Can a person’s capacity be different for different decisions and change over time?  

A person may have capacity to make some decisions but not others. For more serious decisions, such as refusing life-sustaining treatment, the process of understanding, retaining and weighing the information (and risks involved) will be more complex than for more minor decisions, such as consenting to a flu vaccine.

Assessments of capacity are based on the decision to be made so a finding of total incapacity is not common (except, for example, when a person is unconscious).

A person’s capacity to make a decision can also change over time. For example, a person may have fluctuating capacity because of some forms of dementia or mental illness. Capacity will be judged at the time a treatment decision is required. For example, in Re C (Adult: Refusal of Medical Treatment) (below) the Court decided that a person’s mental illness did not affect his decision-making capacity in relation to life-sustaining treatment.

Capacity and consent by State and Territory

In addition to the common law, each Australian State and Territory has guardianship and/or medical treatment legislation about capacity and consent. This legislation varies across jurisdictions and can be complex. Indeed, in some jurisdictions, there are multiple definitions of capacity and which one applies depends on the context, e.g. whether a person can make decisions about medical treatment decision-making, or if they need to have a guardian appointed. This has happened because some States and Territories have more than one piece of legislation that applies, and some of those laws were passed by parliaments at different times.

Click on the options below to read about the additional specific legislation in your State or Territory, including:

  • when a person will have decision-making capacity;
  • the different contexts in which capacity is relevant (and the meaning of capacity in those contexts); and
  • when consent does not have to be obtained.

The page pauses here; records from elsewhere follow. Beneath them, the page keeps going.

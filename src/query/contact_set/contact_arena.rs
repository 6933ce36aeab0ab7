use slab::Slab;

use crate::query::Contact;

/// A handle to a contact stored in a [`ContactArena`].
///
/// Handles are generation-checked: once the contact is recycled, its handle no longer
/// resolves, even if its slot is reused by another contact.
#[derive(Copy, Clone, Debug, PartialEq, Eq, Hash)]
#[cfg_attr(feature = "serde", derive(Serialize, Deserialize))]
pub struct ContactHandle {
    index: u32,
    generation: u32,
}

impl ContactHandle {
    /// The index of the arena slot of this handle.
    #[inline]
    pub fn index(self) -> u32 {
        self.index
    }

    /// The generation of the arena slot this handle refers to.
    #[inline]
    pub fn generation(self) -> u32 {
        self.generation
    }
}

/// Storage for contacts handed out to long-lived consumers.
///
/// Freed slots are reused by subsequent insertions.
#[derive(Clone, Debug, Default)]
pub struct ContactArena {
    contacts: Slab<Contact>,
    generations: Vec<u32>,
}

impl ContactArena {
    /// Creates an empty arena.
    pub fn new() -> Self {
        Self::default()
    }

    /// The number of live contacts in this arena.
    pub fn len(&self) -> usize {
        self.contacts.len()
    }

    /// Does this arena contain no live contact?
    pub fn is_empty(&self) -> bool {
        self.contacts.is_empty()
    }

    /// Stores a contact, returning its handle.
    pub fn insert(&mut self, contact: Contact) -> ContactHandle {
        let index = self.contacts.insert(contact);

        if index >= self.generations.len() {
            self.generations.resize(index + 1, 0);
        }

        ContactHandle {
            index: index as u32,
            generation: self.generations[index],
        }
    }

    /// The contact identified by `handle`, if it was not recycled.
    pub fn get(&self, handle: ContactHandle) -> Option<&Contact> {
        if self.is_live(handle) {
            self.contacts.get(handle.index as usize)
        } else {
            None
        }
    }

    /// The contact identified by `handle`, if it was not recycled.
    pub fn get_mut(&mut self, handle: ContactHandle) -> Option<&mut Contact> {
        if self.is_live(handle) {
            self.contacts.get_mut(handle.index as usize)
        } else {
            None
        }
    }

    /// Frees the slot of `handle`, returning its contact.
    ///
    /// Returns `None` if the handle was already recycled.
    pub fn recycle(&mut self, handle: ContactHandle) -> Option<Contact> {
        if !self.is_live(handle) {
            return None;
        }

        let index = handle.index as usize;
        self.generations[index] = self.generations[index].wrapping_add(1);
        self.contacts.try_remove(index)
    }

    /// Recycles every contact of this arena, invalidating all the outstanding handles.
    pub fn clear(&mut self) {
        for (index, _) in self.contacts.iter() {
            self.generations[index] = self.generations[index].wrapping_add(1);
        }

        self.contacts.clear();
    }

    fn is_live(&self, handle: ContactHandle) -> bool {
        let index = handle.index as usize;
        self.contacts.contains(index) && self.generations.get(index) == Some(&handle.generation)
    }
}
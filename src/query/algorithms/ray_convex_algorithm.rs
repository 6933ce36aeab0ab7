use crate::query::algorithms::collision_algorithm::{
    convex, merge_ray_hit, merge_separation, with_ray_first, world_ray,
};
use crate::query::algorithms::CollisionAlgorithm;
use crate::query::gjk::JohnsonSimplex;
use crate::query::ray::ray_convex_intersection;
use crate::query::{ContactSet, QueryError, QueryTolerances, QueryType};

/// Ray-casting on any support-mapped shape with GJK-based conservative advancement.
#[derive(Copy, Clone, Debug, Default)]
pub struct RayConvexAlgorithm;

impl CollisionAlgorithm for RayConvexAlgorithm {
    fn name(&self) -> &'static str {
        "ray-convex"
    }

    fn compute_collision(
        &self,
        set: &mut ContactSet,
        query_type: QueryType,
        tolerances: &QueryTolerances,
    ) -> Result<(), QueryError> {
        with_ray_first(set, self.name(), |set, ray_shape| {
            let shape = convex(&set.object_b)?;
            let ray = world_ray(&set.object_a, ray_shape);
            let mut simplex = JohnsonSimplex::new(tolerances.epsilon);

            match ray_convex_intersection(&ray, &shape, tolerances, &mut simplex) {
                Some(hit) => {
                    merge_ray_hit(set, &ray, &hit, query_type, tolerances);
                    Ok(())
                }
                None => merge_separation(set, query_type, tolerances),
            }
        })
    }
}
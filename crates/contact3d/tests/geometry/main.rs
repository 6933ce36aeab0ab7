#[macro_use]
extern crate approx;

mod dcel_round_trip;
mod dispatcher_chain;
mod gjk_ball_ball;
mod ray_dispatch;
mod scale_invariance;
mod support_points;
mod triangle_triangle_sat;
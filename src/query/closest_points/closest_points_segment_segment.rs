use crate::math::{Point, Real};
use crate::shape::Segment;

/// The parameters `(s, t)` in `[0, 1]` of the closest points `seg1.point_at(s)` and
/// `seg2.point_at(t)` between two segments.
///
/// Degenerate segments are treated as points. For parallel segments, any pair of closest
/// points may be returned.
#[inline]
pub fn closest_points_segment_segment_parameters(seg1: &Segment, seg2: &Segment) -> (Real, Real) {
    // Inspired by Real-time collision detection by Christer Ericson.
    let d1 = seg1.scaled_direction();
    let d2 = seg2.scaled_direction();
    let r = seg1.a - seg2.a;

    let a = d1.norm_squared();
    let e = d2.norm_squared();
    let f = d2.dot(&r);

    let mut s;
    let mut t;

    // Relative to the longest segment.
    let eps = crate::math::DEFAULT_EPSILON * a.max(e);
    if a <= eps && e <= eps {
        s = 0.0;
        t = 0.0;
    } else if a <= eps {
        s = 0.0;
        t = (f / e).clamp(0.0, 1.0);
    } else {
        let c = d1.dot(&r);
        if e <= eps {
            t = 0.0;
            s = (-c / a).clamp(0.0, 1.0);
        } else {
            let b = d1.dot(&d2);
            let ae = a * e;
            let bb = b * b;
            let denom = ae - bb;

            // Use absolute and ulps error to test collinearity.
            if denom > crate::math::DEFAULT_EPSILON * ae && !ulps_eq!(ae, bb) {
                s = ((b * f - c * e) / denom).clamp(0.0, 1.0);
            } else {
                s = 0.0;
            }

            t = (b * s + f) / e;

            if t < 0.0 {
                t = 0.0;
                s = (-c / a).clamp(0.0, 1.0);
            } else if t > 1.0 {
                t = 1.0;
                s = ((b - c) / a).clamp(0.0, 1.0);
            }
        }
    }

    (s, t)
}

/// The closest points between two segments.
#[inline]
pub fn closest_points_segment_segment(
    seg1: &Segment,
    seg2: &Segment,
) -> (Point<Real>, Point<Real>) {
    let (s, t) = closest_points_segment_segment_parameters(seg1, seg2);
    (seg1.point_at(s), seg2.point_at(t))
}

/// The unclamped parameters `(s, t)` of the closest points between the lines supporting two
/// segments.
///
/// Returns `None` if the lines are parallel up to the relative tolerance `eps`, or if one of
/// the segments is degenerate.
#[inline]
pub fn closest_points_line_line_parameters(
    seg1: &Segment,
    seg2: &Segment,
    eps: Real,
) -> Option<(Real, Real)> {
    let d1 = seg1.scaled_direction();
    let d2 = seg2.scaled_direction();
    let r = seg1.a - seg2.a;

    let a = d1.norm_squared();
    let e = d2.norm_squared();
    let b = d1.dot(&d2);
    let c = d1.dot(&r);
    let f = d2.dot(&r);
    let denom = a * e - b * b;

    // `denom = |d1 × d2|²`: compare the squared sine of the angle between the lines.
    if a == 0.0 || e == 0.0 || denom <= eps * eps * a * e {
        return None;
    }

    let s = (b * f - c * e) / denom;
    let t = (a * f - b * c) / denom;
    Some((s, t))
}

#[cfg(test)]
mod test {
    use super::*;

    #[test]
    fn crossing_segments() {
        let seg1 = Segment::new(Point::new(-1.0, 0.0, 0.0), Point::new(1.0, 0.0, 0.0));
        let seg2 = Segment::new(Point::new(0.5, -1.0, 1.0), Point::new(0.5, 1.0, 1.0));

        let (p1, p2) = closest_points_segment_segment(&seg1, &seg2);
        assert!(relative_eq!(p1, Point::new(0.5, 0.0, 0.0)));
        assert!(relative_eq!(p2, Point::new(0.5, 0.0, 1.0)));

        let (s, t) = closest_points_line_line_parameters(&seg1, &seg2, 1.0e-4).unwrap();
        assert!(relative_eq!(s, 0.75));
        assert!(relative_eq!(t, 0.5));
    }

    #[test]
    fn disjoint_lines_are_not_clamped() {
        let seg1 = Segment::new(Point::new(0.0, 0.0, 0.0), Point::new(1.0, 0.0, 0.0));
        let seg2 = Segment::new(Point::new(3.0, -1.0, 1.0), Point::new(3.0, 1.0, 1.0));

        let (s, t) = closest_points_line_line_parameters(&seg1, &seg2, 1.0e-4).unwrap();
        assert!(relative_eq!(s, 3.0));
        assert!(relative_eq!(t, 0.5));

        let (s, t) = closest_points_segment_segment_parameters(&seg1, &seg2);
        assert_eq!(s, 1.0);
        assert!(relative_eq!(t, 0.5));
    }

    #[test]
    fn parallel_lines() {
        let seg1 = Segment::new(Point::new(0.0, 0.0, 0.0), Point::new(1.0, 0.0, 0.0));
        let seg2 = Segment::new(Point::new(0.0, 1.0, 0.0), Point::new(2.0, 1.0, 0.0));
        assert!(closest_points_line_line_parameters(&seg1, &seg2, 1.0e-4).is_none());
    }
}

Australian Capital Territory

Decision-making capacity

A person is presumed to have capacity to make health care decisions.

There are two contexts in which capacity is relevant, and the test for capacity differs in each:

  • capacity for a Health Direction or Enduring Power of Attorney; and
  • capacity relating to consent to medical treatment by a health attorney or guardian.

Capacity for a Health Direction or Enduring Power of Attorney

A person has decision-making capacity to make a Health Direction or Enduring Power of Attorney if they:

  • can make decisions in relation to their own affairs; and
  • understand the nature and effect of the decisions.

A person has impaired decision-making capacity if they cannot do this. Further guidance on matters a person would need to understand to have capacity to make an Enduring Power of Attorney are included in section 17 of the Powers of Attorney Act 2006 (ACT).

A person does not have impaired decision-making capacity merely because of certain attributes or behaviours e.g. they are eccentric; make unwise decisions; have particular political or religious opinions, or sexual preferences; are a particular sexual orientation; engage in illegal or immoral conduct; or take drugs (including alcohol). However, any effect of drug-taking on the person may be taken into account in deciding whether they have impaired decision-making capacity.

A Health Direction will take effect both when a person has decision-making capacity, or impaired decision-making capacity. For further information about Health Directions visit the Australian Capital Territory Advance Care Directives page. For further information about Enduring Powers of Attorney visit the Public Trustee and Guardian.

Capacity and medical treatment decision-making by guardians and health attorneys

Where a person’s ability to make a medical treatment decision is impaired, the decision will need to be made by a substitute decision-maker (e.g. a guardian or health attorney).

Impaired decision-making ability means the person’s decision-making ability is impaired because of a physical, mental, psychological or intellectual condition or state, whether or not a diagnosable illness. A person will not have one of these conditions merely because they possess certain attributes or behaviours (examples of these are discussed above).

Where a person has impaired decision-making ability for a matter relating to their health or welfare, a guardian may be appointed by the Australian Capital Territory Civil and Administrative Tribunal to make medical treatment decisions. For further information visit the Public Trustee and Guardian.

A protected person is a person with impaired decision-making ability for giving consent to medical treatment, who does not have:

  • an attorney under an Enduring Power of Attorney; or
  • a guardian with authority to provide that consent.

Where a protected person needs medical treatment, a health attorney may provide consent to that treatment. For further information about substitute decision-making by health attorneys visit the Australian Capital Territory Stopping Treatment page.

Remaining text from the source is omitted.